→ **Assignment**: Return exactly the span of lines in the following data that opens with the line containing "I/O error occurred" and closes with the line containing "touching the filesystem.". Include nothing else.

(Stored data entries)
========================================================================
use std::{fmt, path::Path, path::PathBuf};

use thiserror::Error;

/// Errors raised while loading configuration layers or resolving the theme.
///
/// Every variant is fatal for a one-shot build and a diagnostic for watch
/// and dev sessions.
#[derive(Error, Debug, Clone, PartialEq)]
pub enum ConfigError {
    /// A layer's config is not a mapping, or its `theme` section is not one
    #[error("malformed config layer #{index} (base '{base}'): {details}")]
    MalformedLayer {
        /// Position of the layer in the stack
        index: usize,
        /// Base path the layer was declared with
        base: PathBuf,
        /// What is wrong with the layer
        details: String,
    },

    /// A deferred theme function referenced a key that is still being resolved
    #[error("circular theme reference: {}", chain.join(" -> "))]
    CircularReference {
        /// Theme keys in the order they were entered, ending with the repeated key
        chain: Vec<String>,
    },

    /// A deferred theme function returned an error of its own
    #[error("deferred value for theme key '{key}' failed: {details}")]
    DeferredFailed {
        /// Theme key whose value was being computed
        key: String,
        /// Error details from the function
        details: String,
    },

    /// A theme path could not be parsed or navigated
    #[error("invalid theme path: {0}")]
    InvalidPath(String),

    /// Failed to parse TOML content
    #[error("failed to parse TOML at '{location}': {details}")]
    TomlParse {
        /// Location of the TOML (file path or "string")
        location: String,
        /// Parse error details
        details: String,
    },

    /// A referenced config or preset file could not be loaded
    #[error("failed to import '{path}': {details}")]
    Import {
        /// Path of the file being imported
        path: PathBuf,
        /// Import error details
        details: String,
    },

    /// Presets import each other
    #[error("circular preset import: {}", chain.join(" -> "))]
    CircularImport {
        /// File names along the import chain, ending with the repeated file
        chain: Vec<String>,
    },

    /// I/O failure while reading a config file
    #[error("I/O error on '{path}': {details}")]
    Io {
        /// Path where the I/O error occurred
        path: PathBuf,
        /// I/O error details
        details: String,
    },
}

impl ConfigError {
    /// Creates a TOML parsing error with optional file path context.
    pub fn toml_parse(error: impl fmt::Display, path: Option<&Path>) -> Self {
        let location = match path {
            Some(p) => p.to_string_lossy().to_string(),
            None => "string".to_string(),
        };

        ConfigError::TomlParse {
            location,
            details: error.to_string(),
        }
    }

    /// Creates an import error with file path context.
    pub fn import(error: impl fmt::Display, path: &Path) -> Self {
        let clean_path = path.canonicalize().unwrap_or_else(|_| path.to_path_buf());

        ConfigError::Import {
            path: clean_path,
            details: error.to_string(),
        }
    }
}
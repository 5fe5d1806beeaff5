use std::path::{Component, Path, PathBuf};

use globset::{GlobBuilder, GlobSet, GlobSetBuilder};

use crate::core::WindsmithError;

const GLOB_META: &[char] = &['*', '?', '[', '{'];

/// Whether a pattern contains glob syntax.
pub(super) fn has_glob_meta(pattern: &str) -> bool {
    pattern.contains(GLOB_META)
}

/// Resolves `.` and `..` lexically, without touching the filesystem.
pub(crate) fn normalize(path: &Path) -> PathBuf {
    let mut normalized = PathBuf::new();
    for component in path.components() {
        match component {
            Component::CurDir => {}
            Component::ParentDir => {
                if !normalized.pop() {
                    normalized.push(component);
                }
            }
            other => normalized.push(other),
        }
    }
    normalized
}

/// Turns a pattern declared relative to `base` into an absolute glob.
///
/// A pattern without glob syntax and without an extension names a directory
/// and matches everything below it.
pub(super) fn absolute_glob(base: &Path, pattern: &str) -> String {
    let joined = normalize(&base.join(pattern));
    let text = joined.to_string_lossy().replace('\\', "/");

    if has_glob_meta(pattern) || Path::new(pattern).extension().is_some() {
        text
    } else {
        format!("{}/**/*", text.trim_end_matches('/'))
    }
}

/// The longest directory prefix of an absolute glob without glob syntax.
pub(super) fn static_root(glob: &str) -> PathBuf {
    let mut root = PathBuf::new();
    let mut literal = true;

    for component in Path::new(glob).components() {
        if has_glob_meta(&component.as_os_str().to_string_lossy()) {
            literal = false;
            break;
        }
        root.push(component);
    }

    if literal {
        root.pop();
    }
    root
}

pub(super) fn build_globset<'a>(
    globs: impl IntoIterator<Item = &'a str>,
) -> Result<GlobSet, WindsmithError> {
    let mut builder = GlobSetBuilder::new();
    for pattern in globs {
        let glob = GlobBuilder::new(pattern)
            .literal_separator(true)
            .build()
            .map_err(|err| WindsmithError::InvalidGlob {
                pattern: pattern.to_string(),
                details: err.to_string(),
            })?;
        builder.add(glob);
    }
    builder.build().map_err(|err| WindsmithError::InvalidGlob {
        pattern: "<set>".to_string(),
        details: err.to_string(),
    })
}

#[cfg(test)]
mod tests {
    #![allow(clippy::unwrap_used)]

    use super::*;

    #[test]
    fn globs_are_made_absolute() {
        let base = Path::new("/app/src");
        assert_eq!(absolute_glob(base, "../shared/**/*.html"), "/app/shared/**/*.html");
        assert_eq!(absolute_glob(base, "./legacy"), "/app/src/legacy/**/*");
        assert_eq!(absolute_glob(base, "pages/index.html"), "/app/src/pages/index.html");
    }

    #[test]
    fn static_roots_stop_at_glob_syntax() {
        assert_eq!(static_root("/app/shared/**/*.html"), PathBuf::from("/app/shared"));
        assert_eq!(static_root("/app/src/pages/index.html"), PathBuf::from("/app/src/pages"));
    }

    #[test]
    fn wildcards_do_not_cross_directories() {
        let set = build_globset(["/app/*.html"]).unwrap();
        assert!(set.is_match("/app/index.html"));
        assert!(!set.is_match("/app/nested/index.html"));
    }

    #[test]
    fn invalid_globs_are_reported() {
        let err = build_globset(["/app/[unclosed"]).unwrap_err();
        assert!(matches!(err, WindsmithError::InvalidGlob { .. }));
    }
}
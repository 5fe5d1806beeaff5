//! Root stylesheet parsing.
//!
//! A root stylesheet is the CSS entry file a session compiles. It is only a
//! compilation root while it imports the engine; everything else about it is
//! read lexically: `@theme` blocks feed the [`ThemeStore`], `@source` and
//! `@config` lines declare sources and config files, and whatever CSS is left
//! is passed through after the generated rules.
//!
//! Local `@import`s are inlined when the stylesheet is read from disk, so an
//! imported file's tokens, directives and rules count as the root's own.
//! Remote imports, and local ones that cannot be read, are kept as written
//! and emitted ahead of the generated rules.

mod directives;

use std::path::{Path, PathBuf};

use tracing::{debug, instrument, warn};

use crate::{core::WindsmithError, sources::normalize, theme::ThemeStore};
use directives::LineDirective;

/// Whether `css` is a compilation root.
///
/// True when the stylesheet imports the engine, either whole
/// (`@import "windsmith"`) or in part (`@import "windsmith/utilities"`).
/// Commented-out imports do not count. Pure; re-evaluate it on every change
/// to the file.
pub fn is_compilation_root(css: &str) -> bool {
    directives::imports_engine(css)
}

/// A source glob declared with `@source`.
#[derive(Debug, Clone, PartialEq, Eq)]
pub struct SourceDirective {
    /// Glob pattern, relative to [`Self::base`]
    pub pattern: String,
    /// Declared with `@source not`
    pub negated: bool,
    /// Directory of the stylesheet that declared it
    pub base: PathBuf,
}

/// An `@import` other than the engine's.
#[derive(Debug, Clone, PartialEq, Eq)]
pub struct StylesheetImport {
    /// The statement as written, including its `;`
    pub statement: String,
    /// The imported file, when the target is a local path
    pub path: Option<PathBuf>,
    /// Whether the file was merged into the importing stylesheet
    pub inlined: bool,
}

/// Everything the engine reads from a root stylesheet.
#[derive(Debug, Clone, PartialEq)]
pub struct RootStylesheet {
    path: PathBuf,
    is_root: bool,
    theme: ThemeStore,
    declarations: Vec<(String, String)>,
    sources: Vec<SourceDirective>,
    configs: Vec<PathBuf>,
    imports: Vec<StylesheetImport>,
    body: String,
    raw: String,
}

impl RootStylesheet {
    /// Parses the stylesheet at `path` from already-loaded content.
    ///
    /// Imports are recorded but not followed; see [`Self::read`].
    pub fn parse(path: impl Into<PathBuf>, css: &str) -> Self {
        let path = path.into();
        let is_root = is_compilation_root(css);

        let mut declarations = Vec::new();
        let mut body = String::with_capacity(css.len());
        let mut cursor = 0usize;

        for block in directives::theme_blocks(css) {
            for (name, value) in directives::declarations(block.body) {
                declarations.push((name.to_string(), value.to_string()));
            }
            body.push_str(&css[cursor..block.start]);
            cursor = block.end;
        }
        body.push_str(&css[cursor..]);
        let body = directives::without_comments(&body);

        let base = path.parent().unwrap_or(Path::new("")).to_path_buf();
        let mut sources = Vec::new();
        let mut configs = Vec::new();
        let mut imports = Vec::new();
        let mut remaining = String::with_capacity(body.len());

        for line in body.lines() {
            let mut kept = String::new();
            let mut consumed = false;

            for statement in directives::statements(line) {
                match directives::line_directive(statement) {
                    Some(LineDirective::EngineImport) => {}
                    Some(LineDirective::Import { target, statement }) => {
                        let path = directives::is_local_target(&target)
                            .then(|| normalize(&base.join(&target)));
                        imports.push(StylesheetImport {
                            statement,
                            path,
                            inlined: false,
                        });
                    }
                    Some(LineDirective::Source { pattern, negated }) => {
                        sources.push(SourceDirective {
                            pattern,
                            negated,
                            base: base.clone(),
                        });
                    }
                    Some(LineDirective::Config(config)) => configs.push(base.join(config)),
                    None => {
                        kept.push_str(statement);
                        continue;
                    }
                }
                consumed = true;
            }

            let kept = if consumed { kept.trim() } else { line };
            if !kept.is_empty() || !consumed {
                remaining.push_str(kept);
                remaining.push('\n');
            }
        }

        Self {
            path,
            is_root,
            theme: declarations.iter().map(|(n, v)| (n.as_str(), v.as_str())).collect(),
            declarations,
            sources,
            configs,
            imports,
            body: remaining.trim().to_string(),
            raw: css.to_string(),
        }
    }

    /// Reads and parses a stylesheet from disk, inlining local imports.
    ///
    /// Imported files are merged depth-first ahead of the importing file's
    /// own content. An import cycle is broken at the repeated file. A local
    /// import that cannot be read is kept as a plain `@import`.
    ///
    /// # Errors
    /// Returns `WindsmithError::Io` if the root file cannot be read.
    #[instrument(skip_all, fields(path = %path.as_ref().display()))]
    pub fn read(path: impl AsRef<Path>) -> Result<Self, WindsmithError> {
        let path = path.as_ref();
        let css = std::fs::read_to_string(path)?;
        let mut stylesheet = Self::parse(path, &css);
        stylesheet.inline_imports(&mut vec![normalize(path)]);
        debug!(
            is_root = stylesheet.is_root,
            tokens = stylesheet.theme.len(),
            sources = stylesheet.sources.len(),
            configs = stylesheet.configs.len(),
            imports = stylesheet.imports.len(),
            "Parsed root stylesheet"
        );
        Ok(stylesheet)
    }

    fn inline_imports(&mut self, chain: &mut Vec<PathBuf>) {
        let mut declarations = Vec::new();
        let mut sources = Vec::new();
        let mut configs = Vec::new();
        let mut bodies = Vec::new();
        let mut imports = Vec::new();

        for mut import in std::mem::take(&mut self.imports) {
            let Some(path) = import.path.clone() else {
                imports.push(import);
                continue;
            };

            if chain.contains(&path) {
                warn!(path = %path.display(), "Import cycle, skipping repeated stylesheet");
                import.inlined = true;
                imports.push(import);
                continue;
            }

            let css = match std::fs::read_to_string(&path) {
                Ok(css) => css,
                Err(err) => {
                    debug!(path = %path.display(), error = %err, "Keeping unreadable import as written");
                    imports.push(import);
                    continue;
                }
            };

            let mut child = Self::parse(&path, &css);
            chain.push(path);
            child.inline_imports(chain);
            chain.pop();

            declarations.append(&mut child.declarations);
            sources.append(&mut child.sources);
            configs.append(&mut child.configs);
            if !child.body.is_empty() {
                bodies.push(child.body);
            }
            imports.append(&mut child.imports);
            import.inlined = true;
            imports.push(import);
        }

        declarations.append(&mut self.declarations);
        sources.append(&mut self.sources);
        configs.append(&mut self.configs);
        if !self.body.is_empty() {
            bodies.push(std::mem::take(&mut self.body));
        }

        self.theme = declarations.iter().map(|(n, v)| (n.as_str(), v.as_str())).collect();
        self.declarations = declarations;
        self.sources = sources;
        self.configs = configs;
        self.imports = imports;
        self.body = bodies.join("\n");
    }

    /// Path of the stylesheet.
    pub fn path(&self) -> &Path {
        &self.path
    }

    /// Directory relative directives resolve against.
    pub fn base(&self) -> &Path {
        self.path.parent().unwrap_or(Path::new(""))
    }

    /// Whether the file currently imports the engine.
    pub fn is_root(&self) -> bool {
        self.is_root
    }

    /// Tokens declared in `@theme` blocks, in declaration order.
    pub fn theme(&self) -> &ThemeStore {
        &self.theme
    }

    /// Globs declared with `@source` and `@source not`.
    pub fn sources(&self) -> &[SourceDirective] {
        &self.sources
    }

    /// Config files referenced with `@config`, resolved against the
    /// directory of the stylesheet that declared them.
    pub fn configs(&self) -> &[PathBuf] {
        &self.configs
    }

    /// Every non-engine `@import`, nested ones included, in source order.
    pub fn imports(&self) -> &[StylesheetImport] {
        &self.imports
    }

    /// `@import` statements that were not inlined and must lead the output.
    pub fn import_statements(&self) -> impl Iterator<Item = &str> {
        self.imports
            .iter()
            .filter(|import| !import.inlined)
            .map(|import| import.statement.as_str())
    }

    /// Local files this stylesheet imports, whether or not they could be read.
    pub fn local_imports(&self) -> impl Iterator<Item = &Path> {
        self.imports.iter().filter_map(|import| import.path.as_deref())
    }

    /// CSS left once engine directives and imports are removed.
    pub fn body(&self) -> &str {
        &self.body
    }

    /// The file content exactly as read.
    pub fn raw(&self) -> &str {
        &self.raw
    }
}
========================================================================
→ **Result of the exercise**:
        /// Path where the I/O error occurred
        path: PathBuf,
        /// I/O error details
        details: String,
    },
}

impl ConfigError {
    /// Creates a TOML parsing error with optional file path context.
    pub fn toml_parse(error: impl fmt::Display, path: Option<&Path>) -> Self {
        let location = match path {
            Some(p) => p.to_string_lossy().to_string(),
            None => "string".to_string(),
        };

        ConfigError::TomlParse {
            location,
            details: error.to_string(),
        }
    }

    /// Creates an import error with file path context.
    pub fn import(error: impl fmt::Display, path: &Path) -> Self {
        let clean_path = path.canonicalize().unwrap_or_else(|_| path.to_path_buf());

        ConfigError::Import {
            path: clean_path,
            details: error.to_string(),
        }
    }
}
repository 5fe5d1806beeaff5
use std::path::{Component, Path, PathBuf};

use globset::{GlobBuilder, GlobSet, GlobSetBuilder};

use crate::core::WindsmithError;

const GLOB_META: &[char] = &['*', '?', '[', '{'];

/// Whether a pattern contains glob syntax.
pub(super) fn has_glob_meta(pattern: &str) -> bool {
    pattern.contains(GLOB_META)
}

/// Resolves `.` and `..` lexically, without touching the filesystem.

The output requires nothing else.